Whereas the Pan-Hellenic tradition strives to create a cosmos (Versnel 2015) that is acceptable to all poleis in general while not entirely adhering to one specifically (See Nagy 1990), the Orphic hymns represent those ideas that were not acceptable to the poleis influence. I am still studying what the nature of this editing process was and hope to discover through this venture very early Greek religious thought. In the meantime, below are a few hymns which offer variations in the myth of Demeter, Persephone, Hades, and the establishment of the Mysteries at Eleusis. One might note that Zeus, or some idea of Zeus-esque justice, is found in all the hymns but is never the subject of the passage.

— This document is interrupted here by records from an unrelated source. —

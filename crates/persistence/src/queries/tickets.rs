// Copyright (C) 2026 Fred Clausen
// Use of this source code is governed by an MIT-style
// license that can be found in the LICENSE file or at
// https://opensource.org/licenses/MIT.

use admit::StatusTransitionRecord;
use admit_domain::{Ticket, TicketId};
use diesel::prelude::*;
use diesel::SqliteConnection;
use tracing::debug;

use crate::data_models::{HistoryRow, TicketRow};
use crate::diesel_schema::{ticket_status_history, tickets};
use crate::error::PersistenceError;

/// Retrieves a ticket by its public identifier.
///
/// # Errors
///
/// Returns an error if the query fails or the row cannot be converted.
/// Returns `Ok(None)` if no ticket has that identifier.
pub fn find_ticket(
    conn: &mut SqliteConnection,
    ticket_id: &TicketId,
) -> Result<Option<Ticket>, PersistenceError> {
    debug!(ticket_id = %ticket_id, "Looking up ticket");

    tickets::table
        .filter(tickets::ticket_id.eq(ticket_id.as_str()))
        .select(TicketRow::as_select())
        .first(conn)
        .optional()?
        .map(TicketRow::into_ticket)
        .transpose()
}

/// Lists the tickets of one event in the order they were stored.
///
/// # Errors
///
/// Returns an error if the query fails or a row cannot be converted.
pub fn list_tickets_for_event(
    conn: &mut SqliteConnection,
    event_id: i64,
) -> Result<Vec<Ticket>, PersistenceError> {
    tickets::table
        .filter(tickets::event_id.eq(event_id))
        .order(tickets::ticket_pk.asc())
        .select(TicketRow::as_select())
        .load(conn)?
        .into_iter()
        .map(TicketRow::into_ticket)
        .collect()
}

/// Returns the recorded transitions of one ticket, oldest first.
///
/// # Errors
///
/// Returns an error if the query fails or a row cannot be converted.
pub fn list_ticket_history(
    conn: &mut SqliteConnection,
    ticket_id: &TicketId,
) -> Result<Vec<StatusTransitionRecord>, PersistenceError> {
    ticket_status_history::table
        .filter(ticket_status_history::ticket_id.eq(ticket_id.as_str()))
        .order(ticket_status_history::history_id.asc())
        .select(HistoryRow::as_select())
        .load(conn)?
        .into_iter()
        .map(HistoryRow::into_record)
        .collect()
}
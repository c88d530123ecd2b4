// Copyright (C) 2026 Fred Clausen
// Use of this source code is governed by an MIT-style
// license that can be found in the LICENSE file or at
// https://opensource.org/licenses/MIT.

#![allow(clippy::expect_used, clippy::unwrap_used)]

mod helpers;
mod scan_tests;
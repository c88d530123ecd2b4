// Copyright (C) 2026 Fred Clausen
// Use of this source code is governed by an MIT-style
// license that can be found in the LICENSE file or at
// https://opensource.org/licenses/MIT.

//! Bulk ticket issuance.
//!
//! A batch reserves its whole quantity against the event's capacity with
//! one atomic increment-and-check before any ticket exists. Tickets are then
//! created one at a time, each with a fresh identifier; an identifier
//! collision is retried with a new one. If the batch cannot finish, every
//! ticket it created (or may have created, after a timeout) is discarded and
//! the reservation is returned.

use crate::config::EngineConfig;
use crate::deadline::Deadline;
use crate::error::CoreError;
use crate::repository::{CreateOutcome, ReserveOutcome, TicketRepository};
use admit_domain::{
    DomainError, EntropySource, Event, OsEntropy, Ticket, TicketId, TicketIdGenerator, TicketStatus,
    TicketTemplate, validate_holder, validate_quantity,
};
use std::sync::Arc;
use time::OffsetDateTime;
use tracing::{debug, error, info, warn};

/// A request to issue `quantity` identical tickets for one event.
#[derive(Debug, Clone, PartialEq, Eq)]
pub struct IssuanceBatch {
    pub event_id: i64,
    pub quantity: u32,
    pub template: TicketTemplate,
}

/// Issues batches of tickets.
pub struct IssuanceCoordinator<E = OsEntropy> {
    repository: Arc<dyn TicketRepository>,
    generator: TicketIdGenerator<E>,
    config: EngineConfig,
}

impl<E: EntropySource> IssuanceCoordinator<E> {
    #[must_use]
    pub fn new(
        repository: Arc<dyn TicketRepository>,
        generator: TicketIdGenerator<E>,
        config: EngineConfig,
    ) -> Self {
        Self {
            repository,
            generator,
            config,
        }
    }

    /// Issues a batch and returns its tickets in creation order.
    ///
    /// All tickets start in the configured initial status.
    ///
    /// # Errors
    ///
    /// * `CoreError::DomainViolation` for an invalid quantity or holder, or
    ///   an event that is not on sale.
    /// * `CoreError::EventNotFound` if the event does not exist.
    /// * `CoreError::CapacityExceeded` if the batch does not fit; nothing is
    ///   created and the counter is unchanged.
    /// * `CoreError::IssuanceFailed` if a ticket could not get a free
    ///   identifier; the batch is rolled back.
    /// * `CoreError::GenerationUnavailable`, `CoreError::Timeout` or
    ///   `CoreError::Repository` on infrastructure failure; the batch is
    ///   rolled back.
    pub async fn issue(
        &self,
        batch: &IssuanceBatch,
        deadline: Deadline,
    ) -> Result<Vec<Ticket>, CoreError> {
        validate_quantity(batch.quantity, self.config.max_batch_size)?;
        validate_holder(&batch.template.holder)?;

        let event: Event = deadline
            .run("get_event", self.repository.get_event(batch.event_id))
            .await?
            .ok_or(CoreError::EventNotFound(batch.event_id))?;
        event.ensure_selling()?;

        self.reserve(batch, deadline).await?;

        let status: TicketStatus = self.config.initial_status();
        let purchased_at: OffsetDateTime = OffsetDateTime::now_utc();
        let mut created: Vec<Ticket> = Vec::new();
        let mut uncertain: Vec<TicketId> = Vec::new();

        for _ in 0..batch.quantity {
            match self
                .create_one(batch, status, purchased_at, deadline, &mut uncertain)
                .await
            {
                Ok(ticket) => created.push(ticket),
                Err(failure) => {
                    warn!(
                        event_id = batch.event_id,
                        created = created.len(),
                        error = %failure,
                        "Issuance batch failed, rolling back"
                    );
                    self.roll_back(batch, &created, &uncertain).await;
                    return Err(failure);
                }
            }
        }

        info!(
            event_id = batch.event_id,
            quantity = batch.quantity,
            class = %batch.template.class,
            status = %status,
            "Issued ticket batch"
        );
        Ok(created)
    }

    async fn reserve(&self, batch: &IssuanceBatch, deadline: Deadline) -> Result<(), CoreError> {
        let outcome = deadline
            .run(
                "reserve_capacity",
                self.repository
                    .reserve_capacity(batch.event_id, batch.quantity),
            )
            .await?;
        match outcome {
            ReserveOutcome::Reserved { issued } => {
                debug!(event_id = batch.event_id, issued, "Capacity reserved");
                Ok(())
            }
            ReserveOutcome::CapacityExceeded { capacity, issued } => {
                let remaining: u32 = capacity.saturating_sub(issued);
                warn!(
                    event_id = batch.event_id,
                    requested = batch.quantity,
                    remaining,
                    "Issuance refused: capacity exceeded"
                );
                Err(CoreError::CapacityExceeded {
                    event_id: batch.event_id,
                    requested: batch.quantity,
                    remaining,
                })
            }
            ReserveOutcome::NotSelling { status } => {
                warn!(
                    event_id = batch.event_id,
                    %status,
                    "Issuance refused: event left sale before reservation"
                );
                Err(CoreError::DomainViolation(DomainError::EventNotSelling {
                    event_id: batch.event_id,
                    status,
                }))
            }
            ReserveOutcome::EventNotFound => Err(CoreError::EventNotFound(batch.event_id)),
        }
    }

    /// Creates one ticket, retrying identifier collisions.
    ///
    /// An identifier whose create call failed without a definite answer is
    /// pushed to `uncertain` so the rollback can remove it.
    async fn create_one(
        &self,
        batch: &IssuanceBatch,
        status: TicketStatus,
        purchased_at: OffsetDateTime,
        deadline: Deadline,
        uncertain: &mut Vec<TicketId>,
    ) -> Result<Ticket, CoreError> {
        let attempts: u32 = self.config.identifier_attempts();
        for attempt in 1..=attempts {
            let ticket_id: TicketId = self.generator.generate().map_err(CoreError::from_domain)?;
            let ticket: Ticket = Ticket::issue(
                ticket_id,
                batch.event_id,
                &batch.template,
                status,
                purchased_at,
            );

            match deadline
                .run("create_ticket", self.repository.create_ticket(&ticket))
                .await
            {
                Ok(CreateOutcome::Created) => {
                    debug!(ticket_id = %ticket.ticket_id, attempt, "Ticket created");
                    return Ok(ticket);
                }
                Ok(CreateOutcome::DuplicateIdentifier) => {
                    warn!(
                        ticket_id = %ticket.ticket_id,
                        attempt,
                        "Identifier collision, retrying"
                    );
                }
                Err(err) => {
                    uncertain.push(ticket.ticket_id);
                    return Err(err);
                }
            }
        }

        Err(CoreError::IssuanceFailed {
            reason: format!("no free identifier after {attempts} attempts"),
        })
    }

    /// Undoes a failed batch under a fresh deadline.
    ///
    /// The reservation is returned only once every ticket is known to be
    /// gone; otherwise it stays in place and the event undersells.
    async fn roll_back(&self, batch: &IssuanceBatch, created: &[Ticket], uncertain: &[TicketId]) {
        let deadline: Deadline = Deadline::after(self.config.rollback_timeout);
        let mut clean: bool = true;

        let ids = created.iter().map(|t| &t.ticket_id).chain(uncertain.iter());
        for ticket_id in ids {
            if let Err(err) = deadline
                .run("discard_ticket", self.repository.discard_ticket(ticket_id))
                .await
            {
                error!(
                    ticket_id = %ticket_id,
                    error = %err,
                    "Failed to discard ticket during rollback"
                );
                clean = false;
            }
        }

        if !clean {
            error!(
                event_id = batch.event_id,
                quantity = batch.quantity,
                "Rollback incomplete, capacity reservation kept"
            );
            return;
        }

        match deadline
            .run(
                "release_capacity",
                self.repository
                    .release_capacity(batch.event_id, batch.quantity),
            )
            .await
        {
            Ok(()) => info!(
                event_id = batch.event_id,
                quantity = batch.quantity,
                discarded = created.len() + uncertain.len(),
                "Issuance batch rolled back"
            ),
            Err(err) => error!(
                event_id = batch.event_id,
                quantity = batch.quantity,
                error = %err,
                "Failed to release capacity during rollback"
            ),
        }
    }
}
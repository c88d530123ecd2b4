// Copyright (C) 2026 Fred Clausen
// Use of this source code is governed by an MIT-style
// license that can be found in the LICENSE file or at
// https://opensource.org/licenses/MIT.

use admit_api::ApiError;
use axum::{
    Json,
    http::StatusCode,
    response::{IntoResponse, Response},
};
use serde::{Deserialize, Serialize};
use tracing::error;

/// Error response body.
#[derive(Debug, Clone, Serialize, Deserialize)]
pub struct ErrorResponse {
    /// Always true.
    pub error: bool,
    pub message: String,
}

/// HTTP error wrapper that implements `IntoResponse`.
#[derive(Debug)]
pub struct HttpError {
    pub status: StatusCode,
    pub message: String,
}

impl IntoResponse for HttpError {
    fn into_response(self) -> Response {
        let body: Json<ErrorResponse> = Json(ErrorResponse {
            error: true,
            message: self.message,
        });
        (self.status, body).into_response()
    }
}

impl From<ApiError> for HttpError {
    fn from(err: ApiError) -> Self {
        let status: StatusCode = match &err {
            ApiError::InvalidInput { .. } => StatusCode::BAD_REQUEST,
            ApiError::AuthenticationFailed { .. } => StatusCode::UNAUTHORIZED,
            ApiError::Unauthorized { .. } => StatusCode::FORBIDDEN,
            ApiError::ResourceNotFound { .. } => StatusCode::NOT_FOUND,
            ApiError::DomainRuleViolation { .. } | ApiError::CapacityExceeded { .. } => {
                StatusCode::CONFLICT
            }
            ApiError::ServiceUnavailable { .. } => StatusCode::SERVICE_UNAVAILABLE,
            ApiError::Timeout { .. } => StatusCode::GATEWAY_TIMEOUT,
            ApiError::Internal { .. } => {
                error!(error = %err, "Request failed with an internal error");
                StatusCode::INTERNAL_SERVER_ERROR
            }
        };
        Self {
            status,
            message: err.to_string(),
        }
    }
}
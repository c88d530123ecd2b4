// Copyright (C) 2026 Fred Clausen
// Use of this source code is governed by an MIT-style
// license that can be found in the LICENSE file or at
// https://opensource.org/licenses/MIT.

//! Error types for the API layer.

use admit::{CoreError, RepositoryError};
use admit_domain::DomainError;
use tracing::error;

/// Authentication and authorization errors.
#[derive(Debug, Clone, PartialEq, Eq)]
pub enum AuthError {
    /// The actor could not be established.
    AuthenticationFailed {
        /// The reason authentication failed.
        reason: String,
    },
    /// The actor lacks the permission for an operation.
    Unauthorized {
        /// The operation that was attempted.
        action: String,
        /// The permission token that would grant it.
        required_permission: String,
    },
}

impl std::fmt::Display for AuthError {
    fn fmt(&self, f: &mut std::fmt::Formatter<'_>) -> std::fmt::Result {
        match self {
            Self::AuthenticationFailed { reason } => {
                write!(f, "Authentication failed: {reason}")
            }
            Self::Unauthorized {
                action,
                required_permission,
            } => {
                write!(
                    f,
                    "Unauthorized: '{action}' requires permission '{required_permission}'"
                )
            }
        }
    }
}

impl std::error::Error for AuthError {}

/// API-level errors.
///
/// These are distinct from domain/core errors and represent the API contract.
#[derive(Debug, Clone, PartialEq, Eq)]
pub enum ApiError {
    AuthenticationFailed {
        reason: String,
    },
    /// The actor does not have permission.
    Unauthorized {
        action: String,
        required_permission: String,
    },
    /// A rule about the current state of a resource was violated.
    DomainRuleViolation {
        /// The rule that was violated.
        rule: String,
        /// A human-readable description of the violation.
        message: String,
    },
    /// Invalid input was provided.
    InvalidInput {
        /// The field that was invalid.
        field: String,
        /// A human-readable description of the error.
        message: String,
    },
    ResourceNotFound {
        /// The type of resource that was not found.
        resource_type: String,
        message: String,
    },
    /// The batch does not fit in the event's remaining capacity.
    CapacityExceeded {
        event_id: i64,
        requested: u32,
        remaining: u32,
    },
    /// Identifiers cannot be generated right now.
    ServiceUnavailable {
        message: String,
    },
    /// The request ran out of time; its effect is unknown.
    Timeout {
        operation: String,
    },
    Internal {
        message: String,
    },
}

impl std::fmt::Display for ApiError {
    fn fmt(&self, f: &mut std::fmt::Formatter<'_>) -> std::fmt::Result {
        match self {
            Self::AuthenticationFailed { reason } => {
                write!(f, "Authentication failed: {reason}")
            }
            Self::Unauthorized {
                action,
                required_permission,
            } => {
                write!(
                    f,
                    "Unauthorized: '{action}' requires permission '{required_permission}'"
                )
            }
            Self::DomainRuleViolation { rule, message } => {
                write!(f, "Domain rule violation ({rule}): {message}")
            }
            Self::InvalidInput { field, message } => {
                write!(f, "Invalid input for field '{field}': {message}")
            }
            Self::ResourceNotFound {
                resource_type,
                message,
            } => {
                write!(f, "{resource_type} not found: {message}")
            }
            Self::CapacityExceeded {
                event_id,
                requested,
                remaining,
            } => {
                write!(
                    f,
                    "Event {event_id} cannot issue {requested} tickets: only {remaining} remaining"
                )
            }
            Self::ServiceUnavailable { message } => write!(f, "Service unavailable: {message}"),
            Self::Timeout { operation } => {
                write!(f, "Operation '{operation}' timed out; its outcome is unknown")
            }
            Self::Internal { message } => {
                write!(f, "Internal error: {message}")
            }
        }
    }
}

impl std::error::Error for ApiError {}

impl From<AuthError> for ApiError {
    fn from(err: AuthError) -> Self {
        match err {
            AuthError::AuthenticationFailed { reason } => Self::AuthenticationFailed { reason },
            AuthError::Unauthorized {
                action,
                required_permission,
            } => Self::Unauthorized {
                action,
                required_permission,
            },
        }
    }
}

fn invalid_input(field: &str, message: String) -> ApiError {
    ApiError::InvalidInput {
        field: field.to_string(),
        message,
    }
}

fn rule_violation(rule: &str, message: String) -> ApiError {
    ApiError::DomainRuleViolation {
        rule: rule.to_string(),
        message,
    }
}

/// Translates a domain error into an API error.
///
/// This translation is explicit and ensures domain errors are not leaked directly.
#[must_use]
pub fn translate_domain_error(err: DomainError) -> ApiError {
    let message: String = err.to_string();
    match err {
        DomainError::InvalidTicketId(_) => invalid_input("ticket_id", message),
        DomainError::MalformedCode(_) => invalid_input("code", message),
        DomainError::UnknownTicketClass { .. } | DomainError::InvalidTicketClass(_) => {
            invalid_input("ticket_class", message)
        }
        DomainError::InvalidHolderName(_) => invalid_input("holder_name", message),
        DomainError::InvalidHolderContact(_) => invalid_input("holder_contact", message),
        DomainError::InvalidPrice(_) => invalid_input("price_minor", message),
        DomainError::InvalidGateId(_) => invalid_input("gate_id", message),
        DomainError::InvalidEventName(_) => invalid_input("name", message),
        DomainError::InvalidCapacity(_) => invalid_input("capacity", message),
        DomainError::InvalidQuantity { .. } => invalid_input("quantity", message),
        DomainError::InvalidEventStatus(_) => invalid_input("status", message),
        DomainError::InvalidStatusTransition { .. } => {
            rule_violation("ticket_lifecycle", message)
        }
        DomainError::InvalidEventTransition { .. } => rule_violation("event_lifecycle", message),
        DomainError::EventNotSelling { .. } => rule_violation("event_not_selling", message),
        DomainError::HolderLocked { .. } => rule_violation("holder_locked", message),
        DomainError::GenerationUnavailable(_) => ApiError::ServiceUnavailable { message },
        DomainError::InvalidTicketStatus(_) | DomainError::InvalidTimestamp(_) => {
            error!(error = %message, "Stored data could not be interpreted");
            ApiError::Internal { message }
        }
    }
}

/// Translates a core error into an API error.
///
/// This translation is explicit and ensures core errors are not leaked directly.
#[must_use]
pub fn translate_core_error(err: CoreError) -> ApiError {
    match err {
        CoreError::DomainViolation(domain_err) => translate_domain_error(domain_err),
        CoreError::EventNotFound(event_id) => ApiError::ResourceNotFound {
            resource_type: String::from("Event"),
            message: format!("Event {event_id} does not exist"),
        },
        CoreError::TicketNotFound(ticket_id) => ApiError::ResourceNotFound {
            resource_type: String::from("Ticket"),
            message: format!("Ticket {ticket_id} does not exist"),
        },
        CoreError::CapacityExceeded {
            event_id,
            requested,
            remaining,
        } => ApiError::CapacityExceeded {
            event_id,
            requested,
            remaining,
        },
        err @ CoreError::CapacityLocked { .. } => rule_violation("capacity_locked", err.to_string()),
        err @ CoreError::InvalidTransition { .. } => {
            rule_violation("ticket_lifecycle", err.to_string())
        }
        err @ CoreError::InvalidEventTransition { .. } => {
            rule_violation("event_lifecycle", err.to_string())
        }
        CoreError::IssuanceFailed { reason } => ApiError::ServiceUnavailable {
            message: format!("Issuance failed and was rolled back: {reason}"),
        },
        CoreError::GenerationUnavailable(msg) => ApiError::ServiceUnavailable {
            message: format!("Identifier generation unavailable: {msg}"),
        },
        CoreError::Timeout { operation } => ApiError::Timeout {
            operation: operation.to_string(),
        },
        CoreError::Repository(repo_err) => {
            error!(error = %repo_err, "Repository failure");
            ApiError::Internal {
                message: match repo_err {
                    RepositoryError::Storage(_) => String::from("Storage failure"),
                    RepositoryError::InvalidData(_) => String::from("Stored data is invalid"),
                },
            }
        }
    }
}
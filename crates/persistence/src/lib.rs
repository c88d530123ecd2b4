// Copyright (C) 2026 Fred Clausen
// Use of this source code is governed by an MIT-style
// license that can be found in the LICENSE file or at
// https://opensource.org/licenses/MIT.

//! `SQLite` persistence for the Admit ticketing engine.
//!
//! This crate stores events, tickets and per-ticket status history with
//! Diesel. [`SqliteTicketRepository`] adapts it to the engine's
//! `TicketRepository` seam.
//!
//! ## Atomicity
//!
//! The engine relies on two conditional writes being atomic even when
//! several server processes share one database file:
//!
//! - ticket status compare-and-set (`UPDATE ... WHERE status = ?`)
//! - capacity reservation (`UPDATE ... WHERE issued_count <= capacity - ?`)
//!
//! Both run in `BEGIN IMMEDIATE` transactions and decide on the affected row
//! count, so the database itself arbitrates races. The schema repeats the
//! counter bounds and the scan-metadata rule as `CHECK` constraints.
//!
//! ## Testing
//!
//! `Persistence::new_in_memory` hands out an isolated shared-cache database
//! per call, so tests never see each other's rows.

#![deny(
    clippy::pedantic,
    clippy::cargo,
    clippy::nursery,
    clippy::style,
    clippy::correctness,
    clippy::all,
    clippy::suspicious,
    clippy::complexity,
    clippy::perf,
    clippy::unwrap_used,
    clippy::expect_used
)]
#![allow(clippy::multiple_crate_versions)]

use admit::{
    CapacityOutcome, CompareAndSet, CreateOutcome, ReserveOutcome, StatusChange,
    StatusTransitionRecord,
};
use admit_domain::{Event, EventStatus, HolderInfo, NewEvent, Ticket, TicketId, TicketStatus};
use crate::backend::sqlite::JournalMode;
use diesel::SqliteConnection;
use std::path::Path;
use std::sync::atomic::{AtomicU64, Ordering};
use time::OffsetDateTime;

mod backend;
mod data_models;
mod diesel_schema;
mod error;
mod mutations;
mod queries;
mod repository;

#[cfg(test)]
mod tests;

pub use backend::sqlite::BUSY_TIMEOUT_MS;
pub use error::PersistenceError;
pub use repository::SqliteTicketRepository;

/// Atomic counter for generating unique in-memory database names.
static DB_COUNTER: AtomicU64 = AtomicU64::new(0);

/// A single `SQLite` connection with the ticketing schema applied.
pub struct Persistence {
    conn: SqliteConnection,
}

impl std::fmt::Debug for Persistence {
    fn fmt(&self, f: &mut std::fmt::Formatter<'_>) -> std::fmt::Result {
        f.debug_struct("Persistence").finish_non_exhaustive()
    }
}

impl Persistence {
    /// Creates a persistence adapter over a fresh in-memory database.
    ///
    /// # Errors
    ///
    /// Returns an error if the database cannot be initialized.
    pub fn new_in_memory() -> Result<Self, PersistenceError> {
        let db_id: u64 = DB_COUNTER.fetch_add(1, Ordering::SeqCst);
        let shared_memory_url: String = format!("file:memdb_test_{db_id}?mode=memory&cache=shared");

        let conn: SqliteConnection =
            backend::sqlite::open_database(&shared_memory_url, JournalMode::Default)?;

        Ok(Self { conn })
    }

    /// Creates a persistence adapter over a database file, creating it if
    /// needed.
    ///
    /// Several adapters, in one process or many, may open the same file.
    ///
    /// # Errors
    ///
    /// Returns an error if the database cannot be opened or initialized.
    pub fn new_with_file<P: AsRef<Path>>(path: P) -> Result<Self, PersistenceError> {
        let path: &Path = path.as_ref();
        let path_str: &str = path
            .to_str()
            .ok_or_else(|| PersistenceError::InvalidPath(path.display().to_string()))?;

        let conn: SqliteConnection = backend::sqlite::open_database(path_str, JournalMode::Wal)?;

        Ok(Self { conn })
    }

    /// # Errors
    ///
    /// Returns an error if the insert fails.
    pub fn create_ticket(&mut self, ticket: &Ticket) -> Result<CreateOutcome, PersistenceError> {
        mutations::insert_ticket(&mut self.conn, ticket)
    }

    /// # Errors
    ///
    /// Returns an error if the query fails.
    pub fn get_ticket(&mut self, ticket_id: &TicketId) -> Result<Option<Ticket>, PersistenceError> {
        queries::find_ticket(&mut self.conn, ticket_id)
    }

    /// # Errors
    ///
    /// Returns an error if a statement fails.
    pub fn compare_and_set_status(
        &mut self,
        ticket_id: &TicketId,
        expected: TicketStatus,
        change: &StatusChange,
    ) -> Result<CompareAndSet<Ticket>, PersistenceError> {
        mutations::compare_and_set_status(&mut self.conn, ticket_id, expected, change)
    }

    /// # Errors
    ///
    /// Returns an error if a statement fails.
    pub fn reserve_capacity(
        &mut self,
        event_id: i64,
        quantity: u32,
    ) -> Result<ReserveOutcome, PersistenceError> {
        mutations::reserve_capacity(&mut self.conn, event_id, quantity)
    }

    /// # Errors
    ///
    /// Returns an error if a statement fails.
    pub fn release_capacity(&mut self, event_id: i64, quantity: u32) -> Result<(), PersistenceError> {
        mutations::release_capacity(&mut self.conn, event_id, quantity)
    }

    /// # Errors
    ///
    /// Returns an error if a statement fails.
    pub fn discard_ticket(&mut self, ticket_id: &TicketId) -> Result<(), PersistenceError> {
        mutations::discard_ticket(&mut self.conn, ticket_id)
    }

    /// # Errors
    ///
    /// Returns an error if the query fails.
    pub fn get_event(&mut self, event_id: i64) -> Result<Option<Event>, PersistenceError> {
        queries::find_event(&mut self.conn, event_id)
    }

    /// # Errors
    ///
    /// Returns an error if the insert fails.
    pub fn create_event(
        &mut self,
        event: &NewEvent,
        created_at: OffsetDateTime,
    ) -> Result<Event, PersistenceError> {
        mutations::insert_event(&mut self.conn, event, created_at)
    }

    /// # Errors
    ///
    /// Returns an error if a statement fails.
    pub fn compare_and_set_event_status(
        &mut self,
        event_id: i64,
        expected: EventStatus,
        target: EventStatus,
    ) -> Result<CompareAndSet<Event>, PersistenceError> {
        mutations::compare_and_set_event_status(&mut self.conn, event_id, expected, target)
    }

    /// # Errors
    ///
    /// Returns an error if a statement fails.
    pub fn set_event_capacity(
        &mut self,
        event_id: i64,
        capacity: u32,
    ) -> Result<CapacityOutcome, PersistenceError> {
        mutations::set_event_capacity(&mut self.conn, event_id, capacity)
    }

    /// # Errors
    ///
    /// Returns an error if the query fails.
    pub fn list_events(&mut self) -> Result<Vec<Event>, PersistenceError> {
        queries::list_events(&mut self.conn)
    }

    /// # Errors
    ///
    /// Returns an error if the query fails.
    pub fn list_tickets(&mut self, event_id: i64) -> Result<Vec<Ticket>, PersistenceError> {
        queries::list_tickets_for_event(&mut self.conn, event_id)
    }

    /// # Errors
    ///
    /// Returns an error if a statement fails.
    pub fn update_holder(
        &mut self,
        ticket_id: &TicketId,
        holder: &HolderInfo,
    ) -> Result<CompareAndSet<Ticket>, PersistenceError> {
        mutations::update_holder(&mut self.conn, ticket_id, holder)
    }

    /// # Errors
    ///
    /// Returns an error if the query fails.
    pub fn ticket_history(
        &mut self,
        ticket_id: &TicketId,
    ) -> Result<Vec<StatusTransitionRecord>, PersistenceError> {
        queries::list_ticket_history(&mut self.conn, ticket_id)
    }
}
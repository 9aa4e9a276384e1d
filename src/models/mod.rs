//! Risk models.
//!
//! Models are implemented as small, pure functions of a factor set so that the
//! engine, the vascular-age search and the bounds computation can share them.

pub mod euro_score;
pub mod framingham;
pub mod hard_events;
pub mod pooled_cohort;
pub mod scores;

pub use euro_score::*;
pub use framingham::*;
pub use hard_events::*;
pub use pooled_cohort::*;
pub use scores::*;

If any conclusion can be made concerning the appearance of the most Pan-Hellenic god in the localized variations of these myths it is that, to the author, Zeus’s role was not as important as those of the others.  Some these hymns, such as Hymn 18, bring different questions to light: what does one want to summon Hades for? Who were the people honoring Hades and why?

To Pluton, 18

Oh Fearless One, who dwells in the house under the earth,
in Tartarian and deeply shaded dark fields,
Chthonian Zeus, Staff Bearer, take this holy sacrifice eagerly.
Pluto, you who holds under the earth the keys to everything
you who make mortal men rich with fruits of the years passing.
You who obtained the Earth, Queen of Everything, the dwelling of the gods, the mighty foundation of mortal men, as his third part.
You who set his throne under the darkly shaped earth, Far-Reaching,
Untiring, Breathless (dead), unpredictable Hades
and darkly veil Acheron, you who dwells at the roots of the earth.
You who rules mortals because of death, oh Eubulus Polydectes,
who made a wife of the child of sacred Demeter
and dragged her away from the meadow through the sea
under Atthis in a cave with four- horses
at the deme of Eleusis, where the gates of Hades are.
You alone shown as judge and made visible of work unseen,
Possessing, Almighty One, Most Hallowed, brilliantly honored,
august heavenly initiator be glad in your majesty.
Graciously I call you up to come and take pleasure in your initiates.

Εἰς Πλούτωνα.
῏Ω τὸν ὑποχθόνιον ναίων δόμον, ὀμβριμόθυμε,
Ταρτάριον λειμῶνα βαθύσκιον ἠδὲ λιπαυγῆ,
Ζεῦ χθόνιε, σκηπτοῦχε, τάδ’ ἱερὰ δέξο προθύμως,
Πλούτων, ὃς κατέχεις γαίης κληῖδας ἁπάσης,
πλουτοδοτῶν γενεὴν βροτέην καρποῖς ἐνιαυτῶν·
ὃς τριτάτης μοίρης ἔλαχες χθόνα παμβασίλειαν,
ἕδρανον ἀθανάτων, θνητῶν στήριγμα κραταιόν·
ὃς θρόνον ἐστήριξας ὑπὸ ζοφοειδέα χῶρον
τηλέπορον τ’, ἀκάμαντα, λιπόπνοον, ἄκριτον ῞Αιδην
κυάνεόν τ’ ᾿Αχέρονθ’, ὃς ἔχει ῥιζώματα γαίης·
ὃς κρατέεις θνητῶν θανάτου χάριν, ὦ πολυδέγμων
Εὔβουλ’, ἁγνοπόλου Δημήτερος ὅς ποτε παῖδα
νυμφεύσας λειμῶνος ἀποσπαδίην διὰ πόντου
τετρώροις ἵπποισιν ὑπ’ ᾿Ατθίδος ἤγαγες ἄντρον
δήμου ᾿Ελευσῖνος, τόθι περ πύλαι εἴσ’ ᾿Αίδαο.
μοῦνος ἔφυς ἀφανῶν ἔργων φανερῶν τε βραβευτής,
ἔνθεε, παντοκράτωρ, ἱερώτατε, ἀγλαότιμε,
σεμνοῖς μυστιπόλοις χαίρων ὁσίοις τε σεβασμοῖς·
ἵλαον ἀγκαλέω σε μολεῖν κεχαρηότα μύσταις.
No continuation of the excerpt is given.